The Troubled Young Terrorist Next Door

Article excerpt

The details about Mohammad Abdulazeez, the University of Tennessee at Chattanooga grad accused of murdering four Marines and a sailor, dripped out in the familiar pattern. The first thing to come out of the shocking news is the name of the alleged attacker. Then there is speculation about what sick ideology may have inspired the horrendous act. And there are pictures of the comfy suburban nest the killer came from alongside interviews with baffled neighbors. Finally comes the inside story bearing the inevitable headline, "Family Troubles Before Killings in Chattanooga. Abdulazeez's mother had tried to divorce the father in 2009, accusing him of abusing her and the children and planning to take a second wife, which he held would have been allowable under Islamic law. The parents reconciled, but that's a lot of craziness.

As for Mohammad, he was facing a court date for drunken driving and illegal drug use and had been fired from a job at a nuclear plant. A family spokesman said the 24-year-old had been fighting depression, pointing to mental illness as a possible cause.

It takes an extremely twisted personality - twisted for whatever combination of reasons - to shoot unarmed strangers, which the Marines and sailor were. So the terrorist needs a larger cause to hide behind.

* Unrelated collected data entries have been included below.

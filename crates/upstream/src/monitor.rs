//! Upstream availability monitor.
//!
//! A fixed-interval probe loop with the state machine
//! `Unknown → Available ⇄ Unavailable`. Every probe completion publishes
//! the resulting boolean to all broadcast subscribers — transition or not —
//! and advances the shared [`SharedAvailability`] state. A transition is
//! logged only when the boolean actually changes.
//!
//! # Fan-out
//!
//! Publication uses a [`tokio::sync::broadcast`] channel: each subscriber
//! has its own bounded buffer, and a subscriber that falls behind loses the
//! oldest updates (observing [`RecvError::Lagged`](tokio::sync::broadcast::error::RecvError::Lagged))
//! rather than ever blocking the probe loop.

use std::{sync::Arc, time::Duration};

use chrono::Utc;
use parking_lot::Mutex;
use tokio::sync::broadcast;
use tokio_util::sync::CancellationToken;

use crate::{client::UpstreamClient, config::MonitorConfig, state::SharedAvailability};

/// Capacity of each subscriber's broadcast buffer. Availability changes a
/// few times a day; a subscriber more than 16 updates behind only needs
/// the newest ones anyway.
const BROADCAST_CAPACITY: usize = 16;

/// Probe state machine.
#[derive(Debug, Clone, Copy, PartialEq, Eq)]
pub enum ProbeState {
    /// No probe has completed yet.
    Unknown,
    /// Last probe returned HTTP 200.
    Available,
    /// Last probe timed out, failed to connect, or returned non-200.
    Unavailable,
}

impl ProbeState {
    /// The boolean this state publishes; `Unknown` leans on the optimistic
    /// startup assumption.
    fn as_bool(self) -> bool {
        !matches!(self, Self::Unavailable)
    }
}

/// Periodic availability prober and publisher.
pub struct AvailabilityMonitor {
    client: Arc<dyn UpstreamClient>,
    state: SharedAvailability,
    probe_interval: Duration,
    sender: broadcast::Sender<bool>,
    probe_state: Mutex<ProbeState>,
}

impl AvailabilityMonitor {
    /// Creates a monitor over the given client and shared state.
    pub fn new(
        client: Arc<dyn UpstreamClient>,
        state: SharedAvailability,
        config: &MonitorConfig,
    ) -> Self {
        let (sender, _) = broadcast::channel(BROADCAST_CAPACITY);
        Self {
            client,
            state,
            probe_interval: config.probe_interval,
            sender,
            probe_state: Mutex::new(ProbeState::Unknown),
        }
    }

    /// Subscribes to probe results. Every completed probe delivers one
    /// boolean; slow subscribers drop oldest values, never block the loop.
    #[must_use]
    pub fn subscribe(&self) -> broadcast::Receiver<bool> {
        self.sender.subscribe()
    }

    /// The current probe state.
    #[must_use]
    pub fn probe_state(&self) -> ProbeState {
        *self.probe_state.lock()
    }

    /// Runs a single probe cycle: probe, update shared state, publish.
    ///
    /// Exposed so tests (and a forced re-check) can drive the monitor
    /// without the timer.
    pub async fn tick(&self) -> bool {
        let available = self.client.probe().await;
        let until_next = chrono::Duration::from_std(self.probe_interval)
            .unwrap_or_else(|_| chrono::Duration::days(365));
        self.state.update(available, Utc::now() + until_next);

        let next = if available { ProbeState::Available } else { ProbeState::Unavailable };
        let previous = {
            let mut guard = self.probe_state.lock();
            std::mem::replace(&mut *guard, next)
        };
        if previous.as_bool() != next.as_bool() {
            tracing::info!(
                previous = ?previous,
                available,
                "upstream availability changed",
            );
        }

        // Err only means "no subscribers right now"; publication is
        // fire-and-forget either way.
        let _ = self.sender.send(available);
        available
    }

    /// Long-running probe loop. Probes immediately, then every configured
    /// interval, until cancelled.
    pub async fn run(&self, cancel: CancellationToken) {
        let mut interval = tokio::time::interval(self.probe_interval);
        interval.set_missed_tick_behavior(tokio::time::MissedTickBehavior::Delay);
        loop {
            tokio::select! {
                _ = cancel.cancelled() => {
                    tracing::info!("availability monitor stopping");
                    break;
                },
                _ = interval.tick() => {
                    self.tick().await;
                },
            }
        }
    }
}
//! # Rollbook Absence Ledger
//!
//! The absence ledger and reconciliation engine: applies batches of
//! placement jobs, maintains the class-day invariant, and serves absence
//! reads and per-shift statistics.
//!
//! # The class-day invariant
//!
//! For every (class, day) the engine has processed, exactly one of:
//!
//! - at least one [`AbsenceRecord`], or
//! - one [`DummyMarker`] ("checked, nothing to report")
//!
//! exists — never both, never neither. This distinguishes "no data yet"
//! (neither) from "confirmed zero absences" (marker). Reconciliation is
//! idempotent and self-healing: inserting a real record removes a stale
//! marker, removing the last record re-installs one.
//!
//! # Example
//!
//! ```
//! use std::{collections::BTreeSet, sync::Arc};
//! use rollbook_ledger::{
//!     AbsenceReason, NullSink, PlacementJob, ReconciliationEngine, SchoolClass, SchoolRegistry,
//! };
//! use rollbook_storage::{ClassId, MemoryBackend, PupilId, SchoolDay};
//!
//! # tokio::runtime::Builder::new_current_thread().enable_all().build().unwrap().block_on(async {
//! let backend = Arc::new(MemoryBackend::new());
//! let registry = SchoolRegistry::new(backend.clone());
//! registry
//!     .register_class(&SchoolClass {
//!         id: ClassId(10),
//!         title: "5A".into(),
//!         second_shift: false,
//!         class_teacher: None,
//!     })
//!     .await?;
//! registry.register_pupil(PupilId(7), ClassId(10)).await?;
//!
//! let engine = ReconciliationEngine::new(backend, Arc::new(NullSink));
//! let day = SchoolDay::from_ymd(2024, 3, 4).unwrap();
//! engine
//!     .apply_batch(&[PlacementJob {
//!         pupil: PupilId(7),
//!         class: ClassId(10),
//!         day,
//!         lessons: BTreeSet::from([1, 2, 3]),
//!         reason: Some(AbsenceReason::Illness),
//!         submitted_by: None,
//!         note: None,
//!     }])
//!     .await?;
//!
//! assert_eq!(engine.class_absence(ClassId(10), day).await?.len(), 1);
//! # Ok::<(), rollbook_ledger::LedgerError>(())
//! # });
//! ```

pub mod engine;
pub mod error;
mod keys;
pub mod records;
pub mod registry;
mod retry;
pub mod sink;

pub use engine::{DayStatistics, ReconciliationEngine};
pub use error::{LedgerError, LedgerResult};
pub use records::{
    AbsenceNote, AbsenceReason, AbsenceRecord, DummyMarker, PlacementJob, PupilRecord, SchoolClass,
};
pub use registry::SchoolRegistry;
pub use retry::RetryConfig;
pub use sink::{NullSink, SinkError, UpstreamSink};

It appears that Abdulazeez chose radical Islam as a cover for his personal disintegration - though investigators do not yet know whether organized Mideast terrorist groups got to him during a visit to Jordan.

Look at the back stories of other young men who committed or are accused of committing acts of terrorism in this country. The similarities are hard to ignore.

Consider Dylann Roof, the 21-year-old charged with massacring worshippers at a black church in Charleston, South Carolina. His parents had gone through multiple divorces, and he had reportedly attended at least seven schools. …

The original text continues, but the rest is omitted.